Friday, September 26, 2014

Chicago: The World Class City - All Net and No Smelt

Romantics will delight in dining lakeside, with a view so close they can toss a coin into the ageless waters and wish for a love to match.
Economists will adore the prices. Shrimp, fish, oysters and other seafood are not only tasty but also a bargain for the pricey Near North Side.Both types of lovers quickly join the regulars at Rocky`s: anglers with their tackle boxes and police officers who dock department boats at the bait shop near Navy Pier.Among the more popular items are the large, french-fried shrimp ($4.50 a half order) and Rocky`s fish sandwich ($1.50), a treat for those familiar with fast-food versions. While both are prepared in a crunchy batter, the shrimp and fish themselves are moist and tender. -Manuel Galvan, Chicago Tribune 1987

Oh, My God! I'm so excited I could moisten my chinos!  Rahm Emanuel has bullied Jimmy Fallon NO Less into yet another vist to Chicago, A World Class City!

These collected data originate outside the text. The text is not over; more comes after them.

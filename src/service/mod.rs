//! The portal client engine.
//!
//! [`PortalService`] owns a session with one portal server and runs every
//! request on behalf of its callers. Requests are queued on one of two
//! worker tasks; subscriptions get one event-wait watcher task per topic.
//! Callers never retry: transient failures are absorbed and retried once the
//! shared backoff or the network allows, unless the caller asked to hear
//! about network errors.
//!
//! # Example
//!
//! ```no_run
//! use std::sync::Arc;
//!
//! use portalink::adapter::memory_credentials::MemoryCredentialStore;
//! use portalink::adapter::reqwest_transport::ReqwestTransport;
//! use portalink::domain::FetchRequest;
//! use portalink::infrastructure::config::Config;
//! use portalink::service::PortalService;
//!
//! # async fn run() -> portalink::error::Result<()> {
//! let config = Config::load("config.toml")?;
//! let transport = Arc::new(ReqwestTransport::from_config(&config.portal)?);
//! let service = PortalService::start(config, transport, Arc::new(MemoryCredentialStore::new()))?;
//! service.set_credentials("5551234", "secret", false);
//!
//! let contacts = service.fetch(FetchRequest::new("Contacts")).await;
//! println!("{contacts:?}");
//! service.shutdown().await;
//! # Ok(())
//! # }
//! ```

pub mod backoff;
pub(crate) mod executor;
pub mod network;
pub mod poll;
pub mod pool;
mod scheduler;
mod session;
mod state;
mod watcher;
pub(crate) mod work;

use std::future::Future;
use std::pin::Pin;
use std::sync::Arc;
use std::task::{Context, Poll};
use std::time::Duration;

use parking_lot::Mutex;
use serde_json::Value;
use tokio::sync::{oneshot, Notify};
use tokio::task::JoinHandle;
use tracing::{info, warn};
use url::Url;

pub use network::{InterfaceEvent, Transition};
pub use watcher::Listener;

use self::pool::ConnectionGate;
use self::state::ServiceState;
use self::work::WorkItem;
use crate::domain::{
    FetchRequest, ListenerId, NetworkError, Priority, RequestError, SendRequest, Topic,
    UploadRequest,
};
use crate::error::Result;
use crate::infrastructure::config::Config;
use crate::port::credentials::CredentialStore;
use crate::port::transport::HttpTransport;

/// Outcome of a submitted request, resolved once the service is done with it.
///
/// Resolves to [`RequestError::Cancelled`] if the service shuts down first.
#[derive(Debug)]
#[must_use = "a request's outcome is only observable through its Pending handle"]
pub struct Pending<T> {
    receiver: oneshot::Receiver<std::result::Result<T, RequestError>>,
}

impl<T> Pending<T> {
    fn new(receiver: oneshot::Receiver<std::result::Result<T, RequestError>>) -> Self {
        Self { receiver }
    }
}

impl<T> Future for Pending<T> {
    type Output = std::result::Result<T, RequestError>;

    fn poll(mut self: Pin<&mut Self>, cx: &mut Context<'_>) -> Poll<Self::Output> {
        Pin::new(&mut self.receiver)
            .poll(cx)
            .map(|received| received.unwrap_or(Err(RequestError::Cancelled)))
    }
}

/// State and handles shared by the façade, workers and watchers.
pub(crate) struct Inner {
    pub(crate) config: Config,
    pub(crate) base_url: Url,
    pub(crate) transport: Arc<dyn HttpTransport>,
    pub(crate) credential_store: Arc<dyn CredentialStore>,
    pub(crate) state: Mutex<ServiceState>,
    pub(crate) foreground: Notify,
    pub(crate) background: Notify,
    pub(crate) gate: ConnectionGate,
}

impl Inner {
    #[allow(clippy::result_large_err)]
    pub(crate) fn new(
        config: Config,
        transport: Arc<dyn HttpTransport>,
        credential_store: Arc<dyn CredentialStore>,
    ) -> Result<Self> {
        config.validate()?;
        let base_url = config.base_url()?;
        let state = ServiceState::new(&config);

        Ok(Self {
            config,
            base_url,
            transport,
            credential_store,
            state: Mutex::new(state),
            foreground: Notify::new(),
            background: Notify::new(),
            gate: ConnectionGate::new(ConnectionGate::capacity_for(0)),
        })
    }

    pub(crate) fn record_success(&self) {
        self.state.lock().backoff.on_success();
    }

    pub(crate) fn record_failure(&self) {
        self.state.lock().backoff.on_failure();
    }

    /// A network error nobody claimed: back off, fail every queued request
    /// that wants to hear about it, and tell interested subscribers.
    pub(crate) fn on_network_error(&self, error: NetworkError) {
        let failed = {
            let mut state = self.state.lock();
            state.backoff.on_failure();
            let failed = state.foreground.fail_reporting(error) + state.background.fail_reporting(error);
            for registration in state.topics.values() {
                registration.notify_network_error(error);
            }
            failed
        };
        warn!(%error, failed, "Network error");
    }

    pub(crate) fn on_interface_event(&self, event: InterfaceEvent) {
        let (transition, watchers) = {
            let mut state = self.state.lock();
            let transition = state.network.apply(event);
            if transition == Some(Transition::Restored) {
                state.restore_epoch += 1;
            }
            let watchers: Vec<_> = state.topics.values().map(|topic| topic.waker()).collect();
            (transition, watchers)
        };

        match transition {
            Some(Transition::Restored) => {
                info!("Network restored, waking all workers");
                self.foreground.notify_one();
                self.background.notify_one();
                for watcher in watchers {
                    watcher.notify_one();
                }
            }
            Some(Transition::Lost) => self.on_network_error(NetworkError::Unavailable),
            None => {}
        }
    }
}

/// Session-based client for one portal server.
///
/// Cheap to clone; every clone drives the same service.
#[derive(Clone)]
pub struct PortalService {
    inner: Arc<Inner>,
    workers: Arc<Mutex<Vec<JoinHandle<()>>>>,
}

impl PortalService {
    /// Validate `config` and start the two queue workers.
    ///
    /// Must be called from within a tokio runtime.
    ///
    /// # Errors
    ///
    /// Returns a configuration error if `config` is invalid.
    #[allow(clippy::result_large_err)]
    pub fn start(
        config: Config,
        transport: Arc<dyn HttpTransport>,
        credential_store: Arc<dyn CredentialStore>,
    ) -> Result<Self> {
        let inner = Arc::new(Inner::new(config, transport, credential_store)?);
        let workers = [Priority::Foreground, Priority::Background]
            .into_iter()
            .map(|priority| tokio::spawn(scheduler::run_worker(Arc::clone(&inner), priority)))
            .collect();

        info!(base_url = %inner.base_url, "Portal service started");
        Ok(Self {
            inner,
            workers: Arc::new(Mutex::new(workers)),
        })
    }

    /// Fetch a data item. Resolves to the response records as a JSON array.
    pub fn fetch(&self, request: FetchRequest) -> Pending<Value> {
        let priority = request.priority;
        let (item, pending) = WorkItem::fetch(request);
        self.inner.submit(priority, item);
        pending
    }

    pub fn send(&self, request: SendRequest) -> Pending<()> {
        let priority = request.priority;
        let (item, pending) = WorkItem::send(request);
        self.inner.submit(priority, item);
        pending
    }

    pub fn upload(&self, request: UploadRequest) -> Pending<()> {
        let priority = request.priority;
        let (item, pending) = WorkItem::upload(request);
        self.inner.submit(priority, item);
        pending
    }

    /// Listen for changes on `topic`. Subscribing the same listener twice
    /// has no effect.
    pub fn subscribe(&self, topic: impl Into<Topic>, listener: &Listener, report_network_errors: bool) {
        self.inner
            .subscribe(topic.into(), listener.clone(), report_network_errors);
    }

    /// # Errors
    ///
    /// Returns [`Error::ListenerNotRegistered`](crate::error::Error::ListenerNotRegistered)
    /// if the listener is not subscribed to `topic`.
    #[allow(clippy::result_large_err)]
    pub fn unsubscribe(&self, topic: &Topic, listener: ListenerId) -> Result<()> {
        self.inner.unsubscribe(topic, listener)
    }

    /// Replace the login credentials, optionally remembering them in the
    /// credential store.
    pub fn set_credentials(&self, username: &str, password: &str, remember: bool) {
        self.inner.set_credentials(username, password, remember);
    }

    /// The embedding application learned the password is wrong.
    pub fn on_invalid_credentials(&self) {
        self.inner.invalidate_credentials();
    }

    /// Feed a host interface change to the network monitor.
    pub fn on_interface_event(&self, event: InterfaceEvent) {
        self.inner.on_interface_event(event);
    }

    /// Stop all workers and watchers. Requests not yet completed resolve to
    /// [`RequestError::Cancelled`].
    pub async fn shutdown(&self) {
        let watchers: Vec<_> = {
            let mut state = self.inner.state.lock();
            state.running = false;
            state.foreground.items.clear();
            state.background.items.clear();
            state.topics.drain().map(|(_, registration)| registration).collect()
        };
        for registration in &watchers {
            registration.stop();
        }
        drop(watchers);
        self.inner.gate.resize(ConnectionGate::capacity_for(0));
        self.inner.foreground.notify_one();
        self.inner.background.notify_one();

        // A worker blocked on a request would only notice at the next step;
        // dropping its item resolves the caller to Cancelled.
        let workers = std::mem::take(&mut *self.workers.lock());
        for worker in workers {
            worker.abort();
            match worker.await {
                Err(err) if !err.is_cancelled() => warn!(error = %err, "Worker task failed"),
                _ => {}
            }
        }
        info!("Portal service stopped");
    }

    #[must_use]
    pub fn is_running(&self) -> bool {
        self.inner.state.lock().running
    }

    #[must_use]
    pub fn has_session(&self) -> bool {
        self.inner.state.lock().session.is_some()
    }

    #[must_use]
    pub fn is_connected(&self) -> bool {
        self.inner.state.lock().network.is_connected()
    }

    /// Current connection pool capacity: two workers plus one per watcher.
    #[must_use]
    pub fn pool_capacity(&self) -> usize {
        self.inner.gate.capacity()
    }

    #[must_use]
    pub fn subscribed_topics(&self) -> Vec<Topic> {
        let mut topics: Vec<_> = self.inner.state.lock().topics.keys().cloned().collect();
        topics.sort();
        topics
    }

    #[must_use]
    pub fn listener_count(&self, topic: &Topic) -> usize {
        self.inner
            .state
            .lock()
            .topics
            .get(topic)
            .map_or(0, |registration| registration.listener_count())
    }

    #[must_use]
    pub fn backoff_delay(&self) -> Option<Duration> {
        self.inner.state.lock().backoff.wait_time()
    }

    #[must_use]
    pub fn poll_timeout(&self) -> Duration {
        self.inner.state.lock().poll.timeout()
    }
}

Jimmy Fallon came to Chicago when Skinny Sheahan invited Fallon to take the Polar Plunge for the Special Olympics and Rahm was given the full credit.

That's how it goes in Chicago. Anne McGlone Burke working for the Chicago Park District in 1968 runs the firrst Special Olympics in Soldier Field and the the Kennedy Clan takes credit.

That's how you get World Class, change historical facts, erase landmarks and stick to the narrative.

Chicago 2014 is a city with a silver bean, Pritsker Pavillions, Lois Wesiberg Dancing Dervish diversions, cows on parade, Marilyn Monroe softy-core-porn statuary and no where to grab a bag of fried smelts for under $12.   World Class baby.

Chicago was a town - My Kind of Town, Frank's Kind of Town a town that Billy Sunday could not shut down and one could park without taking out a second mortgage.

I guess I am just a grumpy old man who thinks that Toni Preckwinkle, Pat Quinn, Forrest Claypool and Rahm Emanuel could not carry  Wilson Frost's jockstrap. Shucks, I thought that thirty years ago.

When the Fire Department Gym and Rocky's Shrimp and Smelts were demolished to make room for Navy Pier parking, Chicago went from a Sears Roebuck catalog town to the edgy Abercrombie & Fitch world class city inhabited only by members of Smashing Pumpkins, BillyDec, Chief Keef and Richard Roeper and former Mayor Daley perched on a bench in the Viagra Triangle where he can smoke a stogie, as far as we know. -World Class, baby!

Me, I like smelts.  I like them pan fried, deep fried and when I'm Fully Kreuzened - live.  The absolute best was Rocky's.  Rocky's was the stuff of legend - as architecture and as cuisine.  The Italian family owned fried fish palace operated as a bait-shop, as well as eatery, "It`s named for Joe ``Rocky`` Panzo, who was born in Italy before the turn of the century and came to Chicago during the Roaring `20s. "

Rocky's was open from April Fools Day to Thanksgiving.

In 1981, I took my pal Mark Manning, who was in residency at Grant Hospital to Rocky's. Manning, now a semi-retired surgeon in Del Rio Texas, is a Southie from Boston and no stranger to fine fried fish, as in Kelly's on Revere Beach and the No Name over by 151/2 FishPier in Boston, waxed rhapsodic on Rocky's fare.  He had the clams, (" These OUR CrowHawgs, Hick, not clams!"), the shrimp ("These ain't shrimp they're midget prawns or something.") and then had his first ever smelts. Manning was hooked. . .or netted, by these fresh water sardines. Smelts were his caviar. "Hick, Pal-ey, lets stroll ovah to Rocky's" became his mantra throughout his stay here in Chicago, through his career as an Air Force Surgeon and to his recent call from Texas.  " Rocky's . . .I still get all weepy on that place."

Me too.

I miss alot of the great things that made this town - neighborhood saloons with one choice of draft beer and that great cork smell from the beer soaked and reuseable cork or wood pulp coasters; mom and pop stores, dime stores. butcher markets, pop in bottles, Ward bosses who not only tool a few envelopes, but the time to listen to complaints of anyone in their fiefdom and five very different newspapers who hired good writers.

I love Chicago.  I liked it better when it was a town.